[Records from a data collection]
+++
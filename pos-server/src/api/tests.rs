//! Handler-level flows against the in-memory store

use std::sync::Arc;

use axum::Json;
use axum::extract::{Path, State};
use chrono::Utc;
use rust_decimal::Decimal;
use shared::{
    Category, ItemCreate, LoginRequest, OrderRequest, OrderRequestLine, OrderType, PaymentMethod,
    Role, SignupRequest,
};

use crate::api::{auth as auth_api, items, orders};
use crate::auth::{AccessPolicy, CallerIdentity, JwtConfig};
use crate::core::{Config, ServerState};
use crate::db::MemoryStore;
use crate::utils::AppError;

fn test_state() -> ServerState {
    let config = Config {
        work_dir: ".".to_string(),
        http_port: 0,
        jwt: JwtConfig {
            secret: "handler-test-secret-key-0123456789ab".to_string(),
            expiration_minutes: 60,
            issuer: "pos-server".to_string(),
            audience: "pos-clients".to_string(),
        },
        environment: "test".to_string(),
        verify_user_on_request: false,
        policy: AccessPolicy::v1(),
    };
    let store = Arc::new(MemoryStore::new());
    ServerState::with_stores(config, store.clone(), store.clone(), store)
}

fn identity(role: Role) -> CallerIdentity {
    CallerIdentity {
        user_id: "user-1".to_string(),
        username: "tester".to_string(),
        role,
        issued_at: Utc::now(),
        expires_at: Utc::now() + chrono::Duration::hours(1),
    }
}

async fn create_item(state: &ServerState, name: &str, price_cents: i64, stock: u32) -> String {
    let response = items::handler::create(
        State(state.clone()),
        identity(Role::Admin),
        Json(ItemCreate {
            name: name.to_string(),
            category: Category::Lunch,
            price: Decimal::new(price_cents, 2),
            available_quantity: Some(stock),
            is_available: None,
            image_ref: None,
        }),
    )
    .await
    .expect("item creation failed");
    response.0.data.unwrap().id
}

fn order_request(item_id: &str, quantity: u32, total_cents: i64) -> OrderRequest {
    OrderRequest {
        lines: vec![OrderRequestLine {
            item_id: item_id.to_string(),
            quantity,
        }],
        extra_charges: vec![],
        subtotal: Decimal::new(total_cents, 2),
        total: Decimal::new(total_cents, 2),
        payment_method: PaymentMethod::Cash,
        order_type: OrderType::default(),
    }
}

#[tokio::test]
async fn test_signup_then_login_issues_verifiable_token() {
    let state = test_state();

    auth_api::handler::signup(
        State(state.clone()),
        Json(SignupRequest {
            username: "alice".to_string(),
            password: "secret99".to_string(),
            role: Role::Manager,
        }),
    )
    .await
    .expect("signup failed");

    let response = auth_api::handler::login(
        State(state.clone()),
        Json(LoginRequest {
            username: "alice".to_string(),
            password: "secret99".to_string(),
        }),
    )
    .await
    .expect("login failed");

    let login = response.0.data.unwrap();
    assert_eq!(login.user.username, "alice");
    assert_eq!(login.user.role, Role::Manager);

    let bearer = format!("Bearer {}", login.token);
    let verified = state.get_jwt_service().verify(Some(&bearer)).unwrap();
    assert_eq!(verified.username, "alice");
    assert_eq!(verified.role, Role::Manager);
}

#[tokio::test]
async fn test_login_failures_are_uniform() {
    let state = test_state();

    auth_api::handler::signup(
        State(state.clone()),
        Json(SignupRequest {
            username: "alice".to_string(),
            password: "secret99".to_string(),
            role: Role::Staff,
        }),
    )
    .await
    .expect("signup failed");

    let wrong_password = auth_api::handler::login(
        State(state.clone()),
        Json(LoginRequest {
            username: "alice".to_string(),
            password: "wrong".to_string(),
        }),
    )
    .await
    .unwrap_err();

    let unknown_user = auth_api::handler::login(
        State(state),
        Json(LoginRequest {
            username: "nobody".to_string(),
            password: "secret99".to_string(),
        }),
    )
    .await
    .unwrap_err();

    let (AppError::Validation(a), AppError::Validation(b)) = (wrong_password, unknown_user) else {
        panic!("expected validation errors");
    };
    assert_eq!(a, b);
}

#[tokio::test]
async fn test_duplicate_signup_conflicts() {
    let state = test_state();
    let req = SignupRequest {
        username: "alice".to_string(),
        password: "secret99".to_string(),
        role: Role::Staff,
    };

    auth_api::handler::signup(State(state.clone()), Json(req.clone()))
        .await
        .expect("signup failed");
    let err = auth_api::handler::signup(State(state), Json(req))
        .await
        .unwrap_err();
    assert!(matches!(err, AppError::Conflict(_)));
}

#[tokio::test]
async fn test_staff_cannot_write_catalog() {
    let state = test_state();

    let err = items::handler::create(
        State(state),
        identity(Role::Staff),
        Json(ItemCreate {
            name: "Espresso".to_string(),
            category: Category::Drinks,
            price: Decimal::new(250, 2),
            available_quantity: None,
            is_available: None,
            image_ref: None,
        }),
    )
    .await
    .unwrap_err();

    assert!(matches!(err, AppError::Forbidden(_)));
}

#[tokio::test]
async fn test_order_settles_and_decrements_stock() {
    let state = test_state();
    let item_id = create_item(&state, "Pad Thai", 1000, 5).await;

    let response = orders::handler::create(
        State(state.clone()),
        identity(Role::Manager),
        Json(order_request(&item_id, 3, 3000)),
    )
    .await
    .expect("order failed");

    let order = response.0.data.unwrap();
    assert_eq!(order.subtotal, Decimal::new(3000, 2));
    assert_eq!(order.created_by, "tester");

    assert_eq!(state.ledger.get_available(&item_id).unwrap(), 2);

    let listed = orders::handler::list(State(state), identity(Role::Admin))
        .await
        .unwrap();
    assert_eq!(listed.0.data.unwrap().len(), 1);
}

#[tokio::test]
async fn test_order_insufficient_stock_leaves_state_untouched() {
    let state = test_state();
    let item_id = create_item(&state, "Pad Thai", 1000, 2).await;

    let err = orders::handler::create(
        State(state.clone()),
        identity(Role::Manager),
        Json(order_request(&item_id, 3, 3000)),
    )
    .await
    .unwrap_err();

    assert!(matches!(err, AppError::BusinessRule(_)));
    assert_eq!(state.ledger.get_available(&item_id).unwrap(), 2);

    let listed = orders::handler::list(State(state), identity(Role::Admin))
        .await
        .unwrap();
    assert!(listed.0.data.unwrap().is_empty());
}

#[tokio::test]
async fn test_restock_requires_manager_and_adds_stock() {
    let state = test_state();
    let item_id = create_item(&state, "Croissant", 350, 1).await;

    let err = items::handler::restock(
        State(state.clone()),
        identity(Role::Cashier),
        Path(item_id.clone()),
        Json(items::handler::RestockRequest { quantity: 5 }),
    )
    .await
    .unwrap_err();
    assert!(matches!(err, AppError::Forbidden(_)));

    let response = items::handler::restock(
        State(state.clone()),
        identity(Role::Manager),
        Path(item_id.clone()),
        Json(items::handler::RestockRequest { quantity: 5 }),
    )
    .await
    .expect("restock failed");
    assert_eq!(response.0.data.unwrap().available_quantity, 6);
    assert_eq!(state.ledger.get_available(&item_id).unwrap(), 6);
}

#[tokio::test]
async fn test_public_list_hides_unavailable_items() {
    let state = test_state();
    let keep = create_item(&state, "Visible", 100, 1).await;
    let hide = create_item(&state, "Hidden", 100, 1).await;

    items::handler::update(
        State(state.clone()),
        identity(Role::Admin),
        Path(hide),
        Json(shared::ItemUpdate {
            name: None,
            category: None,
            price: None,
            is_available: Some(false),
            image_ref: None,
        }),
    )
    .await
    .expect("update failed");

    let listed = items::handler::list(State(state)).await.unwrap();
    let listed = listed.0.data.unwrap();
    assert_eq!(listed.len(), 1);
    assert_eq!(listed[0].id, keep);
}

#[tokio::test]
async fn test_zero_quantity_order_line_rejected() {
    let state = test_state();
    let item_id = create_item(&state, "Pad Thai", 1000, 5).await;

    let err = orders::handler::create(
        State(state.clone()),
        identity(Role::Manager),
        Json(order_request(&item_id, 0, 0)),
    )
    .await
    .unwrap_err();

    assert!(matches!(err, AppError::Validation(_)));
    assert_eq!(state.ledger.get_available(&item_id).unwrap(), 5);
}

#[tokio::test]
async fn test_update_can_clear_image_ref() {
    let state = test_state();

    let created = items::handler::create(
        State(state.clone()),
        identity(Role::Admin),
        Json(ItemCreate {
            name: "Latte".to_string(),
            category: Category::Drinks,
            price: Decimal::new(400, 2),
            available_quantity: None,
            is_available: None,
            image_ref: Some("menu/latte.jpg".to_string()),
        }),
    )
    .await
    .unwrap();
    let item_id = created.0.data.unwrap().id;

    // Absent field leaves the reference untouched
    let updated = items::handler::update(
        State(state.clone()),
        identity(Role::Admin),
        Path(item_id.clone()),
        Json(shared::ItemUpdate {
            name: Some("Latte Grande".to_string()),
            category: None,
            price: None,
            is_available: None,
            image_ref: None,
        }),
    )
    .await
    .unwrap();
    assert_eq!(
        updated.0.data.unwrap().image_ref.as_deref(),
        Some("menu/latte.jpg")
    );

    // Explicit null clears it
    let cleared = items::handler::update(
        State(state),
        identity(Role::Admin),
        Path(item_id),
        Json(shared::ItemUpdate {
            name: None,
            category: None,
            price: None,
            is_available: None,
            image_ref: Some(None),
        }),
    )
    .await
    .unwrap();
    assert_eq!(cleared.0.data.unwrap().image_ref, None);
}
+++
The task:
The answer must consist of every line from the entries that holds the string "AppError".

Result for this exercise:
use crate::utils::AppError;
    let (AppError::Validation(a), AppError::Validation(b)) = (wrong_password, unknown_user) else {
    assert!(matches!(err, AppError::Conflict(_)));
    assert!(matches!(err, AppError::Forbidden(_)));
    assert!(matches!(err, AppError::BusinessRule(_)));
    assert!(matches!(err, AppError::Forbidden(_)));
    assert!(matches!(err, AppError::Validation(_)));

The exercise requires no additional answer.